> **EXERCISE AIM**: Copy, from the data below, every line that has "relayed" in it.

BEGIN EXERCISE DATA

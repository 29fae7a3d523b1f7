// Copyright (c) 2024-2026 Martin Schröder <info@swedishembedded.com>
//
// SPDX-License-Identifier: MIT
use rusqlite::Connection;

/// Current schema version. Bump when adding a new `migrate_*` step below.
const SCHEMA_VERSION: i64 = 2;

/// Run every additive migration up to [`SCHEMA_VERSION`], idempotently.
///
/// Each step checks `sqlite_master`/column existence before altering so the
/// function is safe to call on every process start, regardless of the
/// database's current version.
pub fn run_all_migrations(conn: &Connection) -> rusqlite::Result<()> {
    conn.execute_batch(
        "CREATE TABLE IF NOT EXISTS schema_meta (version INTEGER NOT NULL);",
    )?;
    let current: i64 = conn
        .query_row("SELECT version FROM schema_meta LIMIT 1", [], |r| r.get(0))
        .unwrap_or(0);

    if current < 1 {
        migrate_initial_schema(conn)?;
    }
    if current < 2 {
        migrate_add_preferences_and_knowledge(conn)?;
    }

    conn.execute("DELETE FROM schema_meta", [])?;
    conn.execute("INSERT INTO schema_meta (version) VALUES (?1)", [SCHEMA_VERSION])?;
    Ok(())
}

fn migrate_initial_schema(conn: &Connection) -> rusqlite::Result<()> {
    conn.execute_batch(
        "
        CREATE TABLE IF NOT EXISTS chats (
            chat_id           TEXT PRIMARY KEY,
            display_name      TEXT NOT NULL DEFAULT '',
            last_message_time INTEGER NOT NULL DEFAULT 0
        );

        CREATE TABLE IF NOT EXISTS messages (
            chat_id    TEXT NOT NULL,
            message_id TEXT NOT NULL,
            sender_id  TEXT NOT NULL,
            sender_name TEXT NOT NULL DEFAULT '',
            content    TEXT NOT NULL DEFAULT '',
            timestamp  INTEGER NOT NULL,
            from_self  INTEGER NOT NULL DEFAULT 0,
            PRIMARY KEY (chat_id, message_id)
        );
        CREATE INDEX IF NOT EXISTS idx_messages_chat_ts ON messages (chat_id, timestamp);

        CREATE TABLE IF NOT EXISTS scheduled_tasks (
            id             TEXT PRIMARY KEY,
            group_folder   TEXT NOT NULL,
            chat_id        TEXT NOT NULL,
            prompt         TEXT NOT NULL,
            schedule_kind  TEXT NOT NULL,
            schedule_value TEXT NOT NULL,
            context_mode   TEXT NOT NULL DEFAULT 'isolated',
            next_run       INTEGER,
            last_run       INTEGER,
            last_result    TEXT,
            status         TEXT NOT NULL DEFAULT 'active',
            created_at     INTEGER NOT NULL
        );
        CREATE INDEX IF NOT EXISTS idx_tasks_due ON scheduled_tasks (status, next_run);

        CREATE TABLE IF NOT EXISTS task_run_logs (
            id          INTEGER PRIMARY KEY AUTOINCREMENT,
            task_id     TEXT NOT NULL REFERENCES scheduled_tasks(id) ON DELETE CASCADE,
            status      TEXT NOT NULL,
            duration_ms INTEGER NOT NULL,
            result_text TEXT,
            created_at  INTEGER NOT NULL
        );

        CREATE TABLE IF NOT EXISTS usage_records (
            id              INTEGER PRIMARY KEY AUTOINCREMENT,
            group_folder    TEXT NOT NULL,
            timestamp       INTEGER NOT NULL,
            prompt_tokens   INTEGER,
            response_tokens INTEGER,
            duration_ms     INTEGER NOT NULL,
            model           TEXT,
            is_scheduled    INTEGER NOT NULL DEFAULT 0
        );
        CREATE INDEX IF NOT EXISTS idx_usage_group_ts ON usage_records (group_folder, timestamp);

        CREATE TABLE IF NOT EXISTS memory_summaries (
            group_folder      TEXT PRIMARY KEY,
            summary           TEXT NOT NULL DEFAULT '',
            messages_archived INTEGER NOT NULL DEFAULT 0,
            chars_archived    INTEGER NOT NULL DEFAULT 0,
            created_at        INTEGER NOT NULL,
            updated_at        INTEGER NOT NULL
        );
        ",
    )
}

fn migrate_add_preferences_and_knowledge(conn: &Connection) -> rusqlite::Result<()> {
    conn.execute_batch(
        "
        CREATE TABLE IF NOT EXISTS preferences (
            group_folder TEXT NOT NULL,
            key          TEXT NOT NULL,
            value        TEXT NOT NULL,
            updated_at   INTEGER NOT NULL,
            PRIMARY KEY (group_folder, key)
        );

        CREATE TABLE IF NOT EXISTS knowledge_docs (
            group_folder TEXT NOT NULL,
            filename     TEXT NOT NULL,
            title        TEXT NOT NULL DEFAULT '',
            content      TEXT NOT NULL DEFAULT '',
            size_chars   INTEGER NOT NULL DEFAULT 0,
            created_at   INTEGER NOT NULL,
            updated_at   INTEGER NOT NULL,
            PRIMARY KEY (group_folder, filename)
        );
        ",
    )
}

// ─── Unit tests ──────────────────────────────────────────────────────────────

#[cfg(test)]
mod tests {
    use super::*;

    #[test]
    fn migrations_are_idempotent() {
        let conn = Connection::open_in_memory().unwrap();
        run_all_migrations(&conn).unwrap();
        run_all_migrations(&conn).unwrap();
        let version: i64 = conn
            .query_row("SELECT version FROM schema_meta", [], |r| r.get(0))
            .unwrap();
        assert_eq!(version, SCHEMA_VERSION);
    }

    #[test]
    fn all_tables_exist_after_migration() {
        let conn = Connection::open_in_memory().unwrap();
        run_all_migrations(&conn).unwrap();
        for table in [
            "chats",
            "messages",
            "scheduled_tasks",
            "task_run_logs",
            "usage_records",
            "memory_summaries",
            "preferences",
            "knowledge_docs",
        ] {
            let count: i64 = conn
                .query_row(
                    "SELECT count(*) FROM sqlite_master WHERE type='table' AND name=?1",
                    [table],
                    |r| r.get(0),
                )
                .unwrap();
            assert_eq!(count, 1, "missing table {table}");
        }
    }
}
// Copyright (c) 2024-2026 Martin Schröder <info@swedishembedded.com>
//
// SPDX-License-Identifier: MIT
//! Entry point wiring the dispatch/execution core together (§1, §9).
//!
//! The chat-transport client and the sandboxed runtime's container engine are
//! out of scope (§1): this binary drives the scheduler and the sandbox-side
//! IPC bus, and logs where a chat reply would otherwise be sent, so the core
//! can run standalone against a real `config.yaml` and a real group tree.

mod cli;

use std::path::PathBuf;
use std::sync::Arc;
use std::time::Duration;

use anyhow::Context;
use async_trait::async_trait;
use clap::Parser;
use tracing::{error, info, warn};
use tracing_subscriber::{filter::EnvFilter, fmt, prelude::*};

use nanoclaw_config::Config;
use nanoclaw_core::{GroupStore, SessionStore};
use nanoclaw_dispatch::LockManager;
use nanoclaw_ipc::{IpcBus, IpcMessageSink};
use nanoclaw_sandbox::{Mount, MountContext, SandboxInput, SandboxOutput, SandboxRunner, SandboxStatus};
use nanoclaw_scheduler::{Scheduler, TaskExecutor};
use nanoclaw_store::{ScheduledTask, StorePool};
use nanoclaw_tools::{
    CancelTaskTool, PauseTaskTool, ResumeTaskTool, ScheduleTaskTool, SetPreferenceTool, ToolRegistry,
};

use cli::{Cli, Commands};

#[tokio::main]
async fn main() -> anyhow::Result<()> {
    let cli = Cli::parse();
    init_logging(cli.verbose);

    let config = nanoclaw_config::load(cli.config.as_deref()).context("loading configuration")?;

    match cli.command {
        Some(Commands::Validate) => {
            println!("configuration is valid");
            Ok(())
        }
        Some(Commands::ShowConfig) => {
            println!("{}", serde_yaml::to_string(&config).context("serialising config")?);
            Ok(())
        }
        None => run(config).await,
    }
}

fn init_logging(verbosity: u8) {
    let level = match verbosity {
        0 => "info",
        1 => "debug",
        _ => "trace",
    };
    let filter = EnvFilter::try_from_default_env().unwrap_or_else(|_| EnvFilter::new(level));
    let _ = tracing_subscriber::registry()
        .with(fmt::layer().with_target(false).with_writer(std::io::stderr))
        .with(filter)
        .try_init();
}

/// Runs the daemon until `SIGINT`/`SIGTERM`: the scheduler poll loop and the
/// sandbox-to-host IPC bus, both backed by the same per-group lock the
/// (out-of-scope) message dispatcher would also acquire.
async fn run(config: Config) -> anyhow::Result<()> {
    let data_dir = PathBuf::from(&config.paths.data_dir);
    let groups_dir = PathBuf::from(&config.paths.groups_dir);
    let store_path = PathBuf::from(&config.paths.store_path);

    std::fs::create_dir_all(&data_dir).context("creating data directory")?;
    std::fs::create_dir_all(&groups_dir).context("creating groups directory")?;

    let store = Arc::new(StorePool::open(&store_path).await.context("opening persistent store")?);
    let groups = Arc::new(
        GroupStore::load(data_dir.join("registered_groups.json"), &config.main_group_folder)
            .context("loading registered groups")?,
    );
    let sessions = Arc::new(SessionStore::load(data_dir.join("sessions.json")).context("loading sessions")?);
    let lock_manager = Arc::new(LockManager::new());

    let mut registry = ToolRegistry::new();
    registry.register(ScheduleTaskTool::new(store.clone()));
    registry.register(PauseTaskTool::new(store.clone()));
    registry.register(ResumeTaskTool::new(store.clone()));
    registry.register(CancelTaskTool::new(store.clone()));
    registry.register(SetPreferenceTool::new(store.clone()));
    // `generate_image` and `register_group` depend on collaborators declared
    // out of scope here (image-gen backend, chat-transport registrar); they
    // are omitted from the catalogue rather than wired to a stub that always
    // errors, so `schemas_for` never advertises a tool that cannot work.
    let registry = Arc::new(registry);

    let ipc_root = data_dir.join("ipc");
    let ipc_bus = Arc::new(IpcBus::new(
        ipc_root,
        config.assistant_name.clone(),
        groups.clone(),
        registry.clone(),
        Arc::new(LoggingMessageSink),
        config.container.ipc_debounce_ms,
        config.ipc_poll_interval_ms,
        config.container.ipc_fallback_polling_multiplier,
    ));
    let ipc_handle = ipc_bus.start().context("starting IPC bus")?;

    let runner = Arc::new(SandboxRunner::new(
        "docker",
        config.container.image.clone(),
        Duration::from_millis(config.container.timeout_ms),
        Duration::from_millis(config.container.graceful_shutdown_delay_ms),
        config.container.max_output_size,
        false,
    ));
    let executor = Arc::new(SandboxTaskExecutor {
        runner,
        groups: groups.clone(),
        sessions: sessions.clone(),
        data_dir: data_dir.clone(),
        groups_dir: groups_dir.clone(),
        allowed_env_keys: config.allowed_container_env_keys.clone(),
    });

    let scheduler = Arc::new(Scheduler::new(
        store.clone(),
        lock_manager.clone(),
        executor,
        config.scheduler_poll_interval_ms,
    ));

    info!(groups = groups.all().len(), "nanoclaw dispatch core starting");

    let scheduler_handle = tokio::spawn({
        let scheduler = scheduler.clone();
        async move { scheduler.run().await }
    });

    tokio::signal::ctrl_c().await.context("waiting for shutdown signal")?;
    info!("shutdown signal received, stopping");

    scheduler.stop();
    ipc_handle.stop();
    let _ = scheduler_handle.await;

    Ok(())
}

/// Stands in for the (out-of-scope) chat-transport client: logs where a
/// relayed message would be sent instead of delivering it.
struct LoggingMessageSink;

#[async_trait]
impl IpcMessageSink for LoggingMessageSink {
    async fn send_message(&self, chat_id: &str, text: &str) -> anyhow::Result<()> {
        info!(chat_id, text, "chat transport not configured, dropping relayed message");
        Ok(())
    }
}

/// Runs a scheduled task's prompt through the sandbox (§4.9 always selects
/// the sandbox for scheduled work; see [`nanoclaw_core::choose_path`]).
struct SandboxTaskExecutor {
    runner: Arc<SandboxRunner>,
    groups: Arc<GroupStore>,
    sessions: Arc<SessionStore>,
    data_dir: PathBuf,
    groups_dir: PathBuf,
    allowed_env_keys: Vec<String>,
}

#[async_trait]
impl TaskExecutor for SandboxTaskExecutor {
    async fn execute(&self, task: &ScheduledTask) -> anyhow::Result<String> {
        let is_main = self.groups.is_main(&task.group_folder);
        let group_dir = self.groups_dir.join(&task.group_folder);
        let logs_dir = group_dir.join("logs");
        std::fs::create_dir_all(&group_dir).with_context(|| format!("creating group dir for {}", task.group_folder))?;

        let session_id = self.sessions.get(&task.group_folder);

        let input = SandboxInput {
            prompt: task.prompt.clone(),
            session_id,
            group_folder: task.group_folder.clone(),
            chat_jid: task.chat_id.clone(),
            is_main,
            is_scheduled_task: Some(true),
            system_prompt: None,
            enable_web_search: None,
            media_path: None,
            memory_context: None,
        };

        let ipc_dir = self.data_dir.join("ipc").join(&task.group_folder);
        let env: Vec<(String, String)> = self
            .allowed_env_keys
            .iter()
            .filter_map(|key| std::env::var(key).ok().map(|v| (key.clone(), v)))
            .collect();

        let request = nanoclaw_sandbox::SandboxRequest {
            group_folder: &task.group_folder,
            chat_id: &task.chat_id,
            is_main,
            input,
            mount_ctx: MountContext {
                is_main,
                project_dir: &self.data_dir,
                group_dir: &group_dir,
                global_shared_dir: None,
                credentials_dir: &self.data_dir.join("credentials"),
                sessions_dir: &self.data_dir.join("sessions"),
                ipc_dir: &ipc_dir,
                env_file_dir: &self.data_dir.join("envfiles").join(&task.group_folder),
            },
            extra_mounts: Vec::<Mount>::new(),
            env,
            logs_dir: &logs_dir,
        };

        let outcome = self.runner.run(request).await;

        if let Some(new_session) = &outcome.new_session_id {
            if let Err(e) = self.sessions.set(&task.group_folder, new_session.clone()) {
                warn!(group = %task.group_folder, error = %e, "failed to persist new session id");
            }
        }

        match outcome.status {
            SandboxStatus::Success => Ok(outcome.result.unwrap_or_default()),
            SandboxStatus::Error => {
                error!(task_id = %task.id, error = outcome.error.as_deref().unwrap_or("unknown"), "sandbox task run failed");
                Err(anyhow::anyhow!(outcome.error.unwrap_or_else(|| "sandbox execution failed".into())))
            }
        }
    }
}

#[allow(dead_code)]
fn unused_output_type_reference(_: SandboxOutput) {}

END EXERCISE DATA

> **ANSWER TO THIS PROBLEM**:
/// relayed message would be sent instead of delivering it.
        info!(chat_id, text, "chat transport not configured, dropping relayed message");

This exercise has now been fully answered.